La mise en œuvre de cette exonération suscite régulièrement des interrogations, notamment en ce qui concerne les prestations réalisées par des courtiers, agents généraux et autres intermédiaires en assurance. Ces derniers exercent une diversité d'activités allant de la simple mise en relation des parties à la gestion complète des contrats et des sinistres. Dès lors, il est crucial d’identifier précisément les conditions dans lesquelles l’exonération de TVA peut s’appliquer et d’en connaître les limites afin d’éviter toute erreur de qualification fiscale.
Cet article vise à clarifier les conditions d'application de cette exonération, en s'appuyant sur les dernières mises à jour du BOFiP et les arrêts de la CJUE. Nous examinerons les fondements juridiques de l'exonération, les conditions spécifiques applicables aux intermédiaires en assurance, ainsi que les cas particuliers qui font l'objet d'une attention particulière de l'administration fiscale. Enfin, nous fournirons des recommandations pratiques permettant aux professionnels du secteur d'éviter les risques de requalification et d’optimiser leur gestion fiscale.
L'article 261 C, 2° du Code général des impôts (CGI) prévoit une exonération de TVA pour les activités liées à l'assurance et à la réassurance. Cette exonération s'applique aux opérations qui relèvent directement de la distribution et de la gestion des contrats d'assurance.

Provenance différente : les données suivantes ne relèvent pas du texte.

//! Pipeline configuration.
//!
//! [`PipelineOptions`] is a builder that carries the prefetch and
//! segmentation settings together with progress callbacks and cancellation
//! tokens, so constructors do not need a parameter per knob.
//!
//! # Example
//!
//! ```
//! use std::sync::Arc;
//!
//! use shotsplit::{CancellationToken, PipelineOptions, ProgressCallback, ProgressInfo};
//!
//! struct LogProgress;
//! impl ProgressCallback for LogProgress {
//!     fn on_progress(&self, info: &ProgressInfo) {
//!         println!("{:?}: {} done", info.operation, info.current);
//!     }
//! }
//!
//! let token = CancellationToken::new();
//! let options = PipelineOptions::new()
//!     .with_prefetch_depth(16)
//!     .with_min_run(4)
//!     .with_max_scene_length(Some(500))
//!     .with_progress(Arc::new(LogProgress))
//!     .with_cancellation(token.clone());
//! assert!(options.validate().is_ok());
//! ```

use std::fmt::{Debug, Formatter, Result as FmtResult};
use std::sync::Arc;

use crate::error::ShotsplitError;
use crate::progress::{CancellationToken, NoOpProgress, ProgressCallback};
use crate::validation::ValidationReport;

/// Default number of frame fetches kept in flight.
pub const DEFAULT_PREFETCH_DEPTH: usize = 48;

/// Default number of frames after an accepted boundary during which further
/// boundaries are ignored.
pub const DEFAULT_MIN_RUN: usize = 11;

/// Settings for a prefetch + segmentation pipeline.
///
/// All fields have defaults; a default-constructed value is valid.
#[derive(Clone)]
pub struct PipelineOptions {
    /// Maximum number of outstanding frame fetches.
    pub(crate) prefetch_depth: usize,
    /// Debounce window after an accepted boundary.
    pub(crate) min_run: usize,
    /// Hard cap on frames per scene cursor. `None` is unbounded.
    pub(crate) max_scene_length: Option<usize>,
    /// Frames emitted unconditionally at the start of each scene cursor.
    pub(crate) min_scene_length: usize,
    /// Frames the segmenter pulls ahead of the active cursor.
    pub(crate) lookahead: usize,
    /// Worker count for pooled decoding. `None` means one per prefetch slot.
    pub(crate) decoder_threads: Option<usize>,
    /// Progress callback. Defaults to a no-op.
    pub(crate) progress: Arc<dyn ProgressCallback>,
    /// Cancellation token. `None` means never cancelled.
    pub(crate) cancellation: Option<CancellationToken>,
    /// How often to fire the progress callback (every N items).
    pub(crate) batch_size: u64,
}

impl Debug for PipelineOptions {
    fn fmt(&self, f: &mut Formatter<'_>) -> FmtResult {
        f.debug_struct("PipelineOptions")
            .field("prefetch_depth", &self.prefetch_depth)
            .field("min_run", &self.min_run)
            .field("max_scene_length", &self.max_scene_length)
            .field("min_scene_length", &self.min_scene_length)
            .field("lookahead", &self.lookahead)
            .field("decoder_threads", &self.decoder_threads)
            .field("has_cancellation", &self.cancellation.is_some())
            .field("batch_size", &self.batch_size)
            .finish()
    }
}

impl Default for PipelineOptions {
    fn default() -> Self {
        Self::new()
    }
}

impl PipelineOptions {
    /// Create options with default settings.
    ///
    /// Defaults: prefetch depth 48, `min_run` 11, unbounded scenes, minimum
    /// scene length 1, lookahead 1, no progress callback, no cancellation.
    pub fn new() -> Self {
        Self {
            prefetch_depth: DEFAULT_PREFETCH_DEPTH,
            min_run: DEFAULT_MIN_RUN,
            max_scene_length: None,
            min_scene_length: 1,
            lookahead: 1,
            decoder_threads: None,
            progress: Arc::new(NoOpProgress),
            cancellation: None,
            batch_size: 1,
        }
    }

    /// Set how many frame fetches may be outstanding at once.
    #[must_use]
    pub fn with_prefetch_depth(mut self, depth: usize) -> Self {
        self.prefetch_depth = depth;
        self
    }

    /// Set the debounce window.
    ///
    /// A boundary at frame `i` is ignored when the previously accepted
    /// boundary `j` satisfies `i - j <= min_run`.
    #[must_use]
    pub fn with_min_run(mut self, min_run: usize) -> Self {
        self.min_run = min_run;
        self
    }

    /// Cap the number of frames any scene cursor may emit.
    #[must_use]
    pub fn with_max_scene_length(mut self, max_length: Option<usize>) -> Self {
        self.max_scene_length = max_length;
        self
    }

    /// Set how many frames each scene cursor emits before honoring a
    /// boundary. Zero is treated as one.
    #[must_use]
    pub fn with_min_scene_length(mut self, min_length: usize) -> Self {
        self.min_scene_length = min_length;
        self
    }

    /// Set how many frames the segmenter buffers ahead of the active cursor.
    #[must_use]
    pub fn with_lookahead(mut self, lookahead: usize) -> Self {
        self.lookahead = lookahead;
        self
    }

    /// Set the worker count used by pooled sources.
    #[must_use]
    pub fn with_decoder_threads(mut self, threads: usize) -> Self {
        self.decoder_threads = Some(threads);
        self
    }

    /// Attach a progress callback.
    #[must_use]
    pub fn with_progress(mut self, callback: Arc<dyn ProgressCallback>) -> Self {
        self.progress = callback;
        self
    }

    /// Attach a cancellation token.
    ///
    /// When the token is cancelled, the prefetcher stops at its next pull
    /// and returns [`ShotsplitError::Cancelled`].
    #[must_use]
    pub fn with_cancellation(mut self, token: CancellationToken) -> Self {
        self.cancellation = Some(token);
        self
    }

    /// Set how often the progress callback fires.
    ///
    /// Clamped to a minimum of 1.
    #[must_use]
    pub fn with_batch_size(mut self, size: u64) -> Self {
        self.batch_size = size.max(1);
        self
    }

    /// Prefetch depth.
    pub fn prefetch_depth(&self) -> usize {
        self.prefetch_depth
    }

    /// Debounce window.
    pub fn min_run(&self) -> usize {
        self.min_run
    }

    /// Scene length cap.
    pub fn max_scene_length(&self) -> Option<usize> {
        self.max_scene_length
    }

    /// Effective start guard, never below one.
    pub fn min_scene_length(&self) -> usize {
        self.min_scene_length.max(1)
    }

    /// Segmenter lookahead.
    pub fn lookahead(&self) -> usize {
        self.lookahead
    }

    /// Worker count for pooled decoding.
    pub fn decoder_thread_count(&self) -> usize {
        self.decoder_threads.unwrap_or(self.prefetch_depth)
    }

    /// Check every setting, returning the first violation.
    pub fn validate(&self) -> Result<(), ShotsplitError> {
        match self.constraint_violations().into_iter().next() {
            Some(message) => Err(ShotsplitError::InvalidConfiguration(message)),
            None => Ok(()),
        }
    }

    /// Inspect the options against a stream of `frame_count` frames.
    pub fn report(&self, frame_count: u64) -> ValidationReport {
        crate::validation::validate_options(self, frame_count)
    }

    /// The configured token, or one that is never cancelled.
    pub(crate) fn cancellation_token(&self) -> CancellationToken {
        self.cancellation.clone().unwrap_or_default()
    }

    /// Slots a prefetch ring needs for a stream of `frame_count` frames.
    pub(crate) fn ring_capacity(&self, frame_count: u64) -> usize {
        usize::try_from(frame_count)
            .map_or(self.prefetch_depth, |count| self.prefetch_depth.min(count))
    }

    pub(crate) fn constraint_violations(&self) -> Vec<String> {
        let mut violations = Vec::new();

        if self.prefetch_depth == 0 {
            violations.push("prefetch depth must be at least 1".to_string());
        }
        if self.lookahead == 0 {
            violations.push("lookahead must be at least 1".to_string());
        }
        if self.decoder_threads == Some(0) {
            violations.push("decoder thread count must be at least 1".to_string());
        }
        match self.max_scene_length {
            Some(0) => violations.push("max scene length must be at least 1".to_string()),
            Some(max_length) if max_length < self.min_scene_length() => {
                violations.push(format!(
                    "max scene length ({max_length}) is below min scene length ({})",
                    self.min_scene_length()
                ));
            }
            _ => {}
        }

        violations
    }
}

Avant 2022, l'administration fiscale considérait que l'exonération était principalement conditionnée au statut réglementaire de l'opérateur. Toutefois, à la suite des arrêts de la CJUE (notamment l'arrêt Aspiro du 17 mars 2016, C-40/15), une approche plus objective a été adoptée. Désormais, l'administration analyse la nature des prestations pour déterminer si elles relèvent de l'activité d'un intermédiaire en assurance.
Les opérations qui peuvent bénéficier de l'exonération sont larges.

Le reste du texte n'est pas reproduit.